As a society we certainly do not want an assisted suicide process that allows anyone who has a serious illness or injury to expect to be helped to end her or his life.  In at least two instances Dr. Kevorkian helped persons commit suicide that who’s only illness was severe depression.  At the other extreme, society should not demand that terminally ill persons to spend that last months, or sometimes years, in extreme pain or in vegetative comas like Terry Schiavo. Our society quite rightly insists that we as individuals assume more personal responsibility in managing every aspect of our lives while refusing to allow us to make decisions on how our impending death will occur.

 

We know that a substantial amount of medical and financial resources are devoted to caring for terminally ill patients in their last six months of life.  In spite of Living Wills and “ do not resuscitate” instructions families and doctors ignore the wishes of the patient to control the final days of their lives.
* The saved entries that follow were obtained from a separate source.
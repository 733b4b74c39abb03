// TOMO: Network Loss Tomography Simulation with Bernoulli Losses
// Copyright (C) 2024-2025 Roland Schmid <roschmi@ethz.ch> and Tibor Schneider <sctibor@ethz.ch>
//
// This program is free software: you can redistribute it and/or modify
// it under the terms of the GNU General Public License as published by
// the Free Software Foundation, either version 3 of the License, or
// (at your option) any later version.
//
// This program is distributed in the hope that it will be useful,
// but WITHOUT ANY WARRANTY; without even the implied warranty of
// MERCHANTABILITY or FITNESS FOR A PARTICULAR PURPOSE.  See the
// GNU General Public License for more details.
//
// You should have received a copy of the GNU General Public License
// along with this program.  If not, see <http://www.gnu.org/licenses/>.
//! Configuration of a simulation run, validated before any state is built.
use std::str::FromStr;

use itertools::Itertools;
use serde::{Deserialize, Serialize};
use thiserror::Error;

use crate::{
    estimator::{DirectEstimator, Estimator, TomographyEstimator},
    topology::LinkLossBuilder,
};

/// Supported numbers of receivers. The tree must be complete, hence only powers of two. 256
/// receivers are not supported.
pub const SUPPORTED_RECEIVERS: [usize; 7] = [2, 4, 8, 16, 32, 64, 128];

/// Which estimator is used to learn the drop probabilities.
#[derive(
    Debug,
    Clone,
    Copy,
    Default,
    PartialEq,
    Eq,
    Hash,
    Serialize,
    Deserialize,
    strum::Display,
    strum::EnumIter,
    strum_macros::EnumString,
)]
#[strum(serialize_all = "lowercase")]
#[serde(rename_all = "lowercase")]
pub enum Mode {
    /// Infer the drop probabilities from end-to-end observations at the receivers.
    #[default]
    Tomography,
    /// Read the empirical drop rate directly off every link (smart router baseline).
    Sdn,
}

impl Mode {
    /// Create the estimator of this mode for a network with `num_hosts` hosts.
    pub fn estimator(&self, num_hosts: usize) -> Box<dyn Estimator> {
        match self {
            Self::Tomography => Box::new(TomographyEstimator::new(num_hosts)),
            Self::Sdn => Box::new(DirectEstimator),
        }
    }
}

/// Error thrown when the configuration is invalid.
#[derive(Debug, Clone, PartialEq, Error)]
pub enum ConfigError {
    /// A run needs at least one tick.
    #[error("The number of ticks must be positive, got {0}.")]
    InvalidTicks(usize),
    /// The tree cannot be built with this number of receivers.
    #[error("Unsupported number of receivers {0}. Available experiments are {}.", supported_receivers())]
    UnsupportedReceivers(usize),
    /// Unknown estimation mode.
    #[error("Unknown mode `{0}`. Run in either <sdn> (smart router) or <tomography> mode.")]
    InvalidMode(String),
    /// The default drop probability is not in `[0, 1)`.
    #[error("The default drop probability must be in [0, 1), got {0}.")]
    InvalidDefaultLoss(f64),
    /// A drop probability is not in `[0, 1)`.
    #[error("The drop probability of link {link} must be in [0, 1), got {alpha}.")]
    InvalidLoss { link: usize, alpha: f64 },
    /// The range to sample drop probabilities from is empty or not within `[0, 1)`.
    #[error("Invalid range of drop probabilities [{low}, {high}).")]
    InvalidLossRange { low: f64, high: f64 },
    /// An overwrite addresses a link that does not exist.
    #[error("Link {link} does not exist, the network has {num_links} links.")]
    LinkOutOfRange { link: usize, num_links: usize },
    /// The control link into the sender must be reliable.
    #[error("The control link (link 0) never drops, cannot set its drop probability to {0}.")]
    ControlLinkLoss(f64),
    /// A `--link-loss` argument could not be parsed.
    #[error("Cannot parse `{0}`, expected <LINK>=<PROBABILITY>.")]
    InvalidLinkLoss(String),
}

/// Human-readable list of the supported numbers of receivers.
pub fn supported_receivers() -> String {
    SUPPORTED_RECEIVERS.iter().join(", ")
}

/// Help text for the number of receivers, generated from [`SUPPORTED_RECEIVERS`].
pub fn receivers_help() -> String {
    format!(
        "Specify number of receivers for this experiment (one of {})",
        supported_receivers()
    )
}

/// Check that the tree can be built with `num_receivers` receivers.
pub fn check_receivers(num_receivers: usize) -> Result<usize, ConfigError> {
    if SUPPORTED_RECEIVERS.contains(&num_receivers) {
        Ok(num_receivers)
    } else {
        Err(ConfigError::UnsupportedReceivers(num_receivers))
    }
}

/// Parse and check the number of receivers, as given on the command line.
pub fn parse_receivers(s: &str) -> Result<usize, ConfigError> {
    // anything that is not a number is just as unsupported as 3
    let n = s.trim().parse().unwrap_or(0);
    check_receivers(n)
}

/// Parse the estimation mode, as given on the command line.
pub fn parse_mode(s: &str) -> Result<Mode, ConfigError> {
    Mode::from_str(s.trim()).map_err(|_| ConfigError::InvalidMode(s.to_string()))
}

/// Parse a link overwrite of the form `<LINK>=<PROBABILITY>`.
pub fn parse_link_loss(s: &str) -> Result<(usize, f64), ConfigError> {
    let err = || ConfigError::InvalidLinkLoss(s.to_string());
    let (link, alpha) = s.split_once('=').ok_or_else(err)?;
    let link = link.trim().parse().map_err(|_| err())?;
    let alpha = alpha.trim().parse().map_err(|_| err())?;
    Ok((link, alpha))
}

/// Parameters of a single simulation run.
#[derive(Debug, Clone, PartialEq, Serialize, Deserialize)]
pub struct SimulationConfig {
    /// How many rounds of probe traffic to send.
    pub ticks: usize,
    /// Number of receivers, i.e. leaves of the tree.
    pub num_receivers: usize,
    /// Estimator to run after every tick.
    pub mode: Mode,
    /// Seed of the random number generator driving all Bernoulli trials.
    pub seed: u64,
    /// Drop probabilities of the links.
    pub losses: LinkLossBuilder,
}

impl SimulationConfig {
    pub fn new(ticks: usize, num_receivers: usize, mode: Mode) -> Self {
        Self {
            ticks,
            num_receivers,
            mode,
            seed: 0,
            losses: LinkLossBuilder::new(),
        }
    }

    pub fn seed(mut self, seed: u64) -> Self {
        self.seed = seed;
        self
    }

    pub fn losses(mut self, losses: LinkLossBuilder) -> Self {
        self.losses = losses;
        self
    }

    /// Number of links (and hosts) of the network.
    pub fn num_links(&self) -> usize {
        2 * self.num_receivers
    }

    /// Reject configurations that cannot be simulated.
    pub fn validate(&self) -> Result<(), ConfigError> {
        if self.ticks == 0 {
            return Err(ConfigError::InvalidTicks(self.ticks));
        }
        check_receivers(self.num_receivers)?;
        self.losses.validate(self.num_links())
    }
}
We understand the desire of the families to maintain their loved ones life as long as possible and the very real concern on the part of doctors and hospitals that they will be criticized and sued for not using all of their medical skill to maintain life regardless of the medical realities, but we also need to respect the wishes of the patient.

 

Even more importantly, we need to understand that expending our finite medical expertise and resources on maintaining the lives of terminally ill elderly patients automatically deprives younger patients of needed medical care.  This year a poor thirteen-year-old boy in New Jersey died of a brain infection because his mother did not have enough money to have an abscessed tooth treated.

 

The reports from Oregon and the Netherlands demonstrate that we can design a rational system of assisted suicide where no person can be pressured into accepting a premature death and no medical professional can be required to participate in a process that he or she believes is immoral, unethical or illegal.